Eyes-Closed Exercise
Superpower Pose
While writing this book I often imagine stress as the villain, you as the hero, and these powerful mental techniques as your new superpower. In this exercise we’re going to activate the brain, the breath, and the body to get into the mind space of success right off the bat. Our body language is affected by our mental state, and conversely, our mental state is affected by our body language, so let’s create the physical posture of victory so we can get into that mental state. Start by bringing your arms over your head to make a giant V shape or what referees do to signal a touchdown. Make sure your palms are open and facing each other.
Holding this pose, we are going to start something called “breath of fire,” a fast in/out through the nostrils. Begin by softening your jaw; let your lips part. Soften your brow and begin to quickly inhale and exhale through both nostrils at the same time. You can start slow, but eventually you want to build up to a quick pace as if you are an excited, panting puppy. (But pant through your nostrils, not your mouth.)
Breathe quickly for 30 seconds, softening the face and letting the impulse for the breath start with the belly. If you take a peek at your belly, you should see it quickly rising and falling. Your arms may start to ache a little, and that’s okay. If you’re standing and start to feel light-headed, you may want to sit down. (This will all get easier the more you practice.)
Now lower your arms, close your eyes, and take a moment to check in. What is the most prevalent body sensation happening right now? How do you feel now compared with how you felt before you started?

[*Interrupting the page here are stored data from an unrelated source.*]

//! DAP transport: Content-Length framing over async byte streams.

use serde_json::Value;
use tokio::io::{AsyncBufRead, AsyncBufReadExt, AsyncReadExt, AsyncWrite, AsyncWriteExt};

use crate::error::DapError;

/// Upper bound on a single message body.
const MAX_BODY_LEN: usize = 64 * 1024 * 1024;

/// Encode a JSON value with its Content-Length header.
pub fn encode_message(value: &Value) -> Vec<u8> {
    let body = value.to_string();
    let mut buf = format!("Content-Length: {}\r\n\r\n", body.len()).into_bytes();
    buf.extend_from_slice(body.as_bytes());
    buf
}

/// Read one framed message. `Ok(None)` means the editor closed the stream
/// between messages.
pub async fn read_message<R>(reader: &mut R) -> Result<Option<Value>, DapError>
where
    R: AsyncBufRead + Unpin,
{
    let mut content_length: Option<usize> = None;
    let mut saw_header = false;
    loop {
        let mut line = String::new();
        if reader.read_line(&mut line).await? == 0 {
            if saw_header {
                return Err(DapError::Transport("stream ended inside a header".into()));
            }
            return Ok(None);
        }
        let trimmed = line.trim();
        if trimmed.is_empty() {
            if saw_header {
                break;
            }
            continue;
        }
        saw_header = true;
        if let Some((name, value)) = trimmed.split_once(':') {
            if name.trim().eq_ignore_ascii_case("Content-Length") {
                let value = value.trim();
                content_length = Some(value.parse().map_err(|e| {
                    DapError::Transport(format!("invalid Content-Length value '{value}': {e}"))
                })?);
            }
        }
    }

    let length =
        content_length.ok_or_else(|| DapError::Transport("missing Content-Length header".into()))?;
    if length > MAX_BODY_LEN {
        return Err(DapError::Transport(format!("message of {length} bytes is too large")));
    }
    let mut body = vec![0u8; length];
    reader.read_exact(&mut body).await?;
    serde_json::from_slice(&body)
        .map(Some)
        .map_err(|e| DapError::Transport(format!("JSON parse error: {e}")))
}

/// Write one framed message and flush.
pub async fn write_message<W>(writer: &mut W, value: &Value) -> Result<(), DapError>
where
    W: AsyncWrite + Unpin,
{
    writer.write_all(&encode_message(value)).await?;
    writer.flush().await?;
    Ok(())
}

#[cfg(test)]
mod tests {
    use super::*;
    use serde_json::json;
    use tokio::io::BufReader;

    #[test]
    fn encode_has_exact_length() {
        let encoded = encode_message(&json!({"seq": 1, "type": "event", "event": "initialized"}));
        let text = String::from_utf8(encoded).unwrap();
        let (header, body) = text.split_once("\r\n\r\n").unwrap();
        assert_eq!(header, format!("Content-Length: {}", body.len()));
    }

    #[tokio::test]
    async fn reads_consecutive_messages() {
        let first = json!({"seq": 1, "type": "request", "command": "initialize"});
        let second = json!({"seq": 2, "type": "request", "command": "launch"});
        let mut bytes = encode_message(&first);
        bytes.extend(encode_message(&second));

        let mut reader = BufReader::new(bytes.as_slice());
        assert_eq!(read_message(&mut reader).await.unwrap(), Some(first));
        assert_eq!(read_message(&mut reader).await.unwrap(), Some(second));
        assert_eq!(read_message(&mut reader).await.unwrap(), None);
    }

    #[tokio::test]
    async fn non_ascii_body_uses_byte_length() {
        let value = json!({"output": "héllo → wörld"});
        let bytes = encode_message(&value);
        let mut reader = BufReader::new(bytes.as_slice());
        assert_eq!(read_message(&mut reader).await.unwrap(), Some(value));
    }

    #[tokio::test]
    async fn missing_content_length_is_an_error() {
        let mut reader = BufReader::new(&b"Bad-Header: 42\r\n\r\n{}"[..]);
        let err = read_message(&mut reader).await.unwrap_err();
        assert!(err.to_string().contains("missing Content-Length"), "got: {err}");
    }

    #[tokio::test]
    async fn truncated_body_is_an_io_error() {
        let mut reader = BufReader::new(&b"Content-Length: 100\r\n\r\n{\"short\":true}"[..]);
        assert!(matches!(
            read_message(&mut reader).await,
            Err(DapError::Io(_))
        ));
    }

    #[tokio::test]
    async fn write_then_read() {
        let (client, server) = tokio::io::duplex(1024);
        let mut writer = client;
        write_message(&mut writer, &json!({"seq": 5})).await.unwrap();
        drop(writer);
        let mut reader = BufReader::new(server);
        assert_eq!(
            read_message(&mut reader).await.unwrap(),
            Some(json!({"seq": 5}))
        );
    }
}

Can you feel the blood flowing back into your arms? Take a moment to assimilate that feeling of joy and victory into every cell of your body.

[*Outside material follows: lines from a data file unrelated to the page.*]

impl BoundField {
    pub fn field_name(&self) -> String {
        if let Some(decl) = &self.decl {
            return decl.name.clone();
        }
        match &self.name {
            Some(Value::String(s)) => s.clone(),
            // Positional record fields are 0-based on the wire, `$1`-based in Dart.
            Some(Value::Number(n)) => match n.as_u64() {
                Some(index) => format!("${}", index + 1),
                None => format!("${n}"),
            },
            _ => "<unnamed>".to_string(),
        }
    }
}

/// `@Field`.
#[derive(Debug, Clone, Deserialize)]
pub struct FieldRef {
    pub name: String,
}

/// `MapAssociation`.
#[derive(Debug, Clone, Deserialize)]
pub struct MapAssociation {
    pub key: Value,
    pub value: Value,
}

/// `Instance`.
#[derive(Debug, Clone, Deserialize)]
#[serde(rename_all = "camelCase")]
pub struct Instance {
    #[serde(flatten)]
    pub reference: InstanceRef,
    #[serde(default)]
    pub fields: Vec<BoundField>,
    #[serde(default)]
    pub elements: Option<Vec<Value>>,
    #[serde(default)]
    pub associations: Option<Vec<MapAssociation>>,
    #[serde(default)]
    pub offset: Option<i64>,
    #[serde(default)]
    pub count: Option<i64>,
}

/// `@Error` as returned by `evaluate`.
#[derive(Debug, Clone, Deserialize)]
pub struct ErrorRef {
    #[serde(default)]
    pub kind: String,
    #[serde(default)]
    pub message: String,
}

/// Outcome of an `evaluate`/`evaluateInFrame`/`invoke` call.
#[derive(Debug, Clone)]
pub enum EvalResult {
    Instance(InstanceRef),
    Error(ErrorRef),
    /// The value was collected or otherwise unavailable.
    Sentinel(String),
}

Begin again. Bring your arms over your head into the V shape, palms open and facing each other. Now begin the breath of fire again, this time for 45 seconds.
Allow yourself to be a vessel for Nature to work through you. Imagine yourself as a channel for energy, ideas, and intuition to flow through. Get your ego, your doubts, and your attachment to outcome out of the way. You are simply the conductor. Picture yourself as a giant antenna with energy entering your body through your arms and the top of your head, traveling down your body, and grounding through your feet. Enjoy the simultaneity of lightness and groundedness happening in your body right now, then finish the breath of fire and drop your arms.
Take another moment to substantiate that sensation and see how you feel different from when you started. Do this exercise as needed when you desire a confidence boost or ahead of a big event.